Letter to the Editor | Open | Published:
Primary intrathoracic liposarcoma: a clinical analysis of 31 cases
Cancer Communicationsvolume 39, Article number: 15 (2019)
Liposarcoma is a common soft tissue malignancy in adults. It most commonly occurs in the deep soft tissue of the extremities and retroperitoneum. Primary intrathoracic liposarcoma is rare, represents 2.7% of all liposarcomas . According to the distinct tumor locations, it can be divided into mediastinal, pleural, and pulmonary liposarcomas. Most literature has reviewed the clinicopathological or molecular cytogenetic characteristics of mediastinal and thoracic liposarcomas [2, 3]. However, intrathoracic liposarcoma is poorly documented because of its rarity. Complete surgical resection is thought to be the best treatment for primary intrathoracic liposarcoma, but the impact of radiotherapy and systemic therapy remains unclear. Therefore, we analyzed the clinicopathological data of 31 patients with primary intrathoracic liposarcoma who were treated in the Cancer Hospital of Chinese Academy of Medical Sciences between October 1970 and July 2015 to explore their clinicopathologic features and treatment outcomes (Additional file 1: Table S1).

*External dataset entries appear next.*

use anyhow::{bail, Context, Result};
use rusqlite::{params, types::Type, Connection};
use tracing::info;

pub const DEFAULT_TIMESTAMP: &str = "(cast(strftime('%s','now') as int))";

/// Offset added to the schema version before it is written to `PRAGMA user_version`,
/// so that databases created by this server are distinguishable from foreign files.
pub const BASE_DB_VERSION: usize = 77000;

#[macro_export]
macro_rules! sqlite_column {
    ($name:expr, $sql_type:expr $(, $field:ident = $value:expr)*) => {
        {
            #[allow(unused_mut)]
            let mut column = Column {
                name: $name,
                sql_type: $sql_type,
                is_primary_key: false,
                non_null: false,
                is_unique: false,
                default_value: None,
                foreign_key: None,
            };
            $(
                column.$field = $value;
            )*
            column
        }
    };
}

#[derive(Debug, PartialEq, Eq)]
pub enum SqlType {
    Text,
    Integer,
    Real,
}

impl SqlType {
    fn as_sql(&self) -> &'static str {
        match self {
            SqlType::Text => "TEXT",
            SqlType::Integer => "INTEGER",
            SqlType::Real => "REAL",
        }
    }
}

#[allow(unused)]
pub enum ForeignKeyOnChange {
    NoAction,
    Cascade,
}

impl ForeignKeyOnChange {
    fn as_sql(&self) -> &'static str {
        match self {
            ForeignKeyOnChange::NoAction => "NO ACTION",
            ForeignKeyOnChange::Cascade => "CASCADE",
        }
    }
}

pub struct ForeignKey {
    pub foreign_table: &'static str,
    pub foreign_column: &'static str,
    pub on_delete: ForeignKeyOnChange,
}

pub struct Column<'a, S: AsRef<str>> {
    pub name: S,
    pub sql_type: &'a SqlType,
    pub is_primary_key: bool,
    pub non_null: bool,
    pub is_unique: bool,
    pub default_value: Option<S>,
    pub foreign_key: Option<&'a ForeignKey>,
}

pub struct Table {
    pub name: &'static str,
    pub columns: &'static [Column<'static, &'static str>],
    pub indices: &'static [(&'static str, &'static str)],
    pub unique_constraints: &'static [&'static [&'static str]],
}

impl Table {
    fn create_sql(&self) -> String {
        let columns = self
            .columns
            .iter()
            .map(|column| {
                let mut sql = format!("{} {}", column.name, column.sql_type.as_sql());
                if column.is_primary_key {
                    sql.push_str(" PRIMARY KEY");
                }
                if column.non_null {
                    sql.push_str(" NOT NULL");
                }
                if column.is_unique {
                    sql.push_str(" UNIQUE");
                }
                if let Some(default_value) = column.default_value {
                    sql.push_str(&format!(" DEFAULT {}", default_value));
                }
                if let Some(fk) = column.foreign_key {
                    sql.push_str(&format!(
                        " REFERENCES {}({}) ON DELETE {}",
                        fk.foreign_table,
                        fk.foreign_column,
                        fk.on_delete.as_sql()
                    ));
                }
                sql
            })
            .chain(
                self.unique_constraints
                    .iter()
                    .map(|cols| format!("UNIQUE ({})", cols.join(", "))),
            )
            .collect::<Vec<_>>()
            .join(", ");
        format!("CREATE TABLE {} ({});", self.name, columns)
    }

    pub fn create(&self, conn: &Connection) -> Result<()> {
        conn.execute(&self.create_sql(), params![])
            .with_context(|| format!("Failed to create table {}", self.name))?;
        for (index_name, column_name) in self.indices {
            conn.execute(
                &format!(
                    "CREATE INDEX {} ON {}({});",
                    index_name, self.name, column_name
                ),
                params![],
            )?;
        }
        Ok(())
    }

    fn validate(&self, conn: &Connection) -> Result<()> {
        let mut stmt = conn.prepare(&format!("PRAGMA table_info({});", self.name))?;
        let actual_columns = stmt
            .query_map(params![], |row| {
                let sql_type = match row.get::<_, String>(2)?.as_str() {
                    "TEXT" => &SqlType::Text,
                    "INTEGER" => &SqlType::Integer,
                    "REAL" => &SqlType::Real,
                    _ => {
                        return Err(rusqlite::Error::InvalidColumnType(
                            2,
                            "type".to_string(),
                            Type::Text,
                        ))
                    }
                };
                Ok(Column {
                    name: row.get::<_, String>(1)?,
                    sql_type,
                    non_null: row.get::<_, i32>(3)? == 1,
                    default_value: row.get::<_, Option<String>>(4)?,
                    is_primary_key: row.get::<_, i32>(5)? == 1,
                    is_unique: false,
                    foreign_key: None,
                })
            })?
            .collect::<Result<Vec<Column<'_, String>>, _>>()?;

        if actual_columns.len() != self.columns.len() {
            bail!(
                "Table {} has {} columns, expected {}",
                self.name,
                actual_columns.len(),
                self.columns.len()
            );
        }

        for (actual, expected) in actual_columns.iter().zip(self.columns.iter()) {
            if actual.name != expected.name {
                bail!(
                    "Table {} column name mismatch: expected {}, got {}",
                    self.name,
                    expected.name,
                    actual.name
                );
            }
            if actual.sql_type != expected.sql_type
                || actual.non_null != expected.non_null
                || actual.is_primary_key != expected.is_primary_key
            {
                bail!(
                    "Table {} column {} definition mismatch",
                    self.name,
                    expected.name
                );
            }
        }

        for (index_name, _) in self.indices {
            let index_exists: bool = conn
                .query_row(
                    "SELECT 1 FROM sqlite_master WHERE type='index' AND name=?1 AND tbl_name=?2",
                    params![index_name, self.name],
                    |_| Ok(true),
                )
                .unwrap_or(false);
            if !index_exists {
                bail!("Table {} is missing index '{}'", self.name, index_name);
            }
        }
        Ok(())
    }
}

pub struct VersionedSchema {
    pub version: usize,
    pub tables: &'static [Table],
    pub migration: Option<fn(&Connection) -> Result<()>>,
}

impl VersionedSchema {
    pub fn create(&self, conn: &Connection) -> Result<()> {
        conn.execute("PRAGMA foreign_keys = ON;", params![])?;
        for table in self.tables {
            table.create(conn)?;
        }
        conn.pragma_update(None, "user_version", BASE_DB_VERSION + self.version)?;
        Ok(())
    }

    pub fn validate(&self, conn: &Connection) -> Result<()> {
        for table in self.tables {
            table.validate(conn)?;
        }
        Ok(())
    }
}

/// Brings `conn` to the latest schema in `schemas`.
///
/// A database without tables gets the latest schema directly; an existing one
/// runs every migration newer than its recorded version inside one transaction
/// and is validated afterwards.
pub fn bootstrap_schema(
    conn: &mut Connection,
    schemas: &'static [VersionedSchema],
    label: &str,
) -> Result<()> {
    let latest = schemas
        .last()
        .with_context(|| format!("No schema defined for {} db", label))?;

    // Has no effect inside a transaction, so it is set up front
    conn.execute("PRAGMA foreign_keys = ON;", params![])?;

    let table_count: i64 = conn.query_row(
        "SELECT COUNT(*) FROM sqlite_master WHERE type='table' AND name NOT LIKE 'sqlite_%'",
        [],
        |r| r.get(0),
    )?;
    if table_count == 0 {
        info!("Creating {} db schema at version {}", label, latest.version);
        let tx = conn.transaction()?;
        latest.create(&tx)?;
        tx.commit()?;
        return Ok(());
    }

    let db_version: i64 = conn.query_row("PRAGMA user_version", [], |r| r.get(0))?;
    if db_version < BASE_DB_VERSION as i64 {
        bail!(
            "The {} db has user_version {}, it was not created by this server",
            label,
            db_version
        );
    }
    let mut current_version = (db_version - BASE_DB_VERSION as i64) as usize;

    if current_version < latest.version {
        let from_version = current_version;
        let tx = conn.transaction()?;
        for schema in schemas.iter().filter(|s| s.version > from_version) {
            if let Some(migration_fn) = schema.migration {
                info!(
                    "Migrating {} db from version {} to {}",
                    label, current_version, schema.version
                );
                migration_fn(&tx)?;
            }
            current_version = schema.version;
        }
        tx.pragma_update(None, "user_version", BASE_DB_VERSION + current_version)?;
        tx.commit()?;
    }

    latest.validate(conn)
}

In the present study, the median age of the 31 patients with primary intrathoracic liposarcoma was 45 years (range 20–64 years), which was the same as the age of patients with primary extremity liposarcoma reported by Moreau et al. . However, the mean ages of primary intrathoracic liposarcoma patients reported by the other two studies were 43 and 58 years [2, 5].
We found that the most common initial symptom of intrathoracic liposarcoma was chest tightness (13 cases, 41.9%). Additionally, 6 (19.4%) patients were asymptomatic. However, Burt et al.  reported that the most common symptoms of patients with mediastinal liposarcoma were chest pain, dyspnea, wheezing, cough, and weight loss. Dei et al.  reported that mediastinal liposarcomas were often asymptomatic until they reached an appreciable size, at which point the symptoms were caused by direct invasion or compression of the heart, great vessels, or lungs.
We also observed that the percentage of patients with tumors located in mediastinum was 77.4% (24 cases), which was much higher than that (37.5%) reported by Hahn and Fletcher . Of the 24 patients with mediastinal liposarcomas, 8 (33.3%) had tumors located in the posterior mediastinum, and 16 (66.7%) in the anterior mediastinum. However, Gladish et al.  reported that intrathoracic soft tissue sarcomas were often found in the lungs, mediastinum, pleura, pericardium, heart, and chest wall, whereas Unal et al.  found that they were most frequently localized on the chest wall and lungs.
The median tumor diameter was 10.0 cm (range 1.8–32.0 cm). The World Health Organization classification of soft tissue tumors recognizes five categories of liposarcomas: well-differentiated liposarcoma/atypical lipomatous tumor, dedifferentiated liposarcoma, myxoid liposarcoma, pleomorphic liposarcoma, and mixed-type liposarcoma. The most common histological subtype was myxoid liposarcoma (13 cases, 41.9%), followed by well-differentiated liposarcoma (6 cases, 19.4%), whereas dedifferentiated liposarcoma (3 cases 9.7%) was the rarest subtype in the present study. Chen et al.  also reported that the most common subtypes were myxoid liposarcoma (34.8%) and well-differentiated liposarcoma (34.8%). Enzinger et al.  reported that 40.0%–50.0% of mediastinal liposarcoma was well-differentiated liposarcoma, and 20.0%–30.0% was myxoid liposarcoma.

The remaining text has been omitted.